(Source data)

//! EarCrawler Corpus Layer - Deterministic Retrieval-Corpus Building
//!
//! This crate turns an approved offline eCFR snapshot into a canonical
//! retrieval corpus: one JSONL file with sorted keys and sorted records, a
//! manifest binding the corpus digest, and a checksum file over every
//! emitted artifact.
//!
//! # Core Guarantee
//!
//! > **Same snapshot bytes + same `CorpusConfig` → byte-identical corpus,
//! > forever, on every platform.**
//!
//! Everything downstream hangs off this: the KG `inputs_hash`, the index
//! sidecar binding, and the RAG answer-cache key all embed the
//! `corpus_digest`, so a single nondeterministic byte here would poison
//! provenance for the whole pipeline. The build is therefore pure: no
//! wall-clock, no locale, no map-iteration order anywhere near the output.
//!
//! # Pipeline Position
//!
//! ```text
//! Offline Snapshot ──▶ Corpus ──▶ KG Emitter ──▶ Integrity Gate ──▶ Index ──▶ RAG
//!                        ↑
//!                    (this crate)
//! ```
//!
//! # Quick Start
//!
//! ```no_run
//! use corpus::{build_corpus, validate_snapshot, write_corpus, CorpusConfig};
//!
//! # fn main() -> Result<(), corpus::CorpusError> {
//! let snapshot = validate_snapshot("snapshots/2026-06-01".as_ref())?;
//! let corpus = build_corpus(&snapshot, &CorpusConfig::default())?;
//! write_corpus(&corpus, "out/corpus".as_ref())?;
//! # Ok(())
//! # }
//! ```

mod builder;
mod chunk;
mod doc;
mod error;
mod snapshot;

pub use crate::builder::{
    build_corpus, load_corpus, validate_corpus, write_corpus, Corpus, CorpusConfig,
    CHECKSUMS_FILE, CORPUS_FILE, MANIFEST_FILE,
};
pub use crate::chunk::{estimate_tokens, split_paragraphs};
pub use crate::doc::{ChunkKind, CorpusManifest, RetrievalDoc, SourceKind, RETRIEVAL_SCHEMA_VERSION};
pub use crate::error::CorpusError;
pub use crate::snapshot::{
    validate_snapshot, OfflineSnapshotManifest, SnapshotPayload, SnapshotRecord, SnapshotScope,
    SnapshotSource, ValidatedSnapshot, OFFLINE_MANIFEST_VERSION,
};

Task brief: Repeat all the entries exactly as given.

Output of the exercise:
//! EarCrawler Corpus Layer - Deterministic Retrieval-Corpus Building
//!
//! This crate turns an approved offline eCFR snapshot into a canonical
//! retrieval corpus: one JSONL file with sorted keys and sorted records, a
//! manifest binding the corpus digest, and a checksum file over every
//! emitted artifact.
//!
//! # Core Guarantee
//!
//! > **Same snapshot bytes + same `CorpusConfig` → byte-identical corpus,
//! > forever, on every platform.**
//!
//! Everything downstream hangs off this: the KG `inputs_hash`, the index
//! sidecar binding, and the RAG answer-cache key all embed the
//! `corpus_digest`, so a single nondeterministic byte here would poison
//! provenance for the whole pipeline. The build is therefore pure: no
//! wall-clock, no locale, no map-iteration order anywhere near the output.
//!
//! # Pipeline Position
//!
//! ```text
//! Offline Snapshot ──▶ Corpus ──▶ KG Emitter ──▶ Integrity Gate ──▶ Index ──▶ RAG
//!                        ↑
//!                    (this crate)
//! ```
//!
//! # Quick Start
//!
//! ```no_run
//! use corpus::{build_corpus, validate_snapshot, write_corpus, CorpusConfig};
//!
//! # fn main() -> Result<(), corpus::CorpusError> {
//! let snapshot = validate_snapshot("snapshots/2026-06-01".as_ref())?;
//! let corpus = build_corpus(&snapshot, &CorpusConfig::default())?;
//! write_corpus(&corpus, "out/corpus".as_ref())?;
//! # Ok(())
//! # }
//! ```

mod builder;
mod chunk;
mod doc;
mod error;
mod snapshot;

pub use crate::builder::{
    build_corpus, load_corpus, validate_corpus, write_corpus, Corpus, CorpusConfig,
    CHECKSUMS_FILE, CORPUS_FILE, MANIFEST_FILE,
};
pub use crate::chunk::{estimate_tokens, split_paragraphs};
pub use crate::doc::{ChunkKind, CorpusManifest, RetrievalDoc, SourceKind, RETRIEVAL_SCHEMA_VERSION};
pub use crate::error::CorpusError;
pub use crate::snapshot::{
    validate_snapshot, OfflineSnapshotManifest, SnapshotPayload, SnapshotRecord, SnapshotScope,
    SnapshotSource, ValidatedSnapshot, OFFLINE_MANIFEST_VERSION,
};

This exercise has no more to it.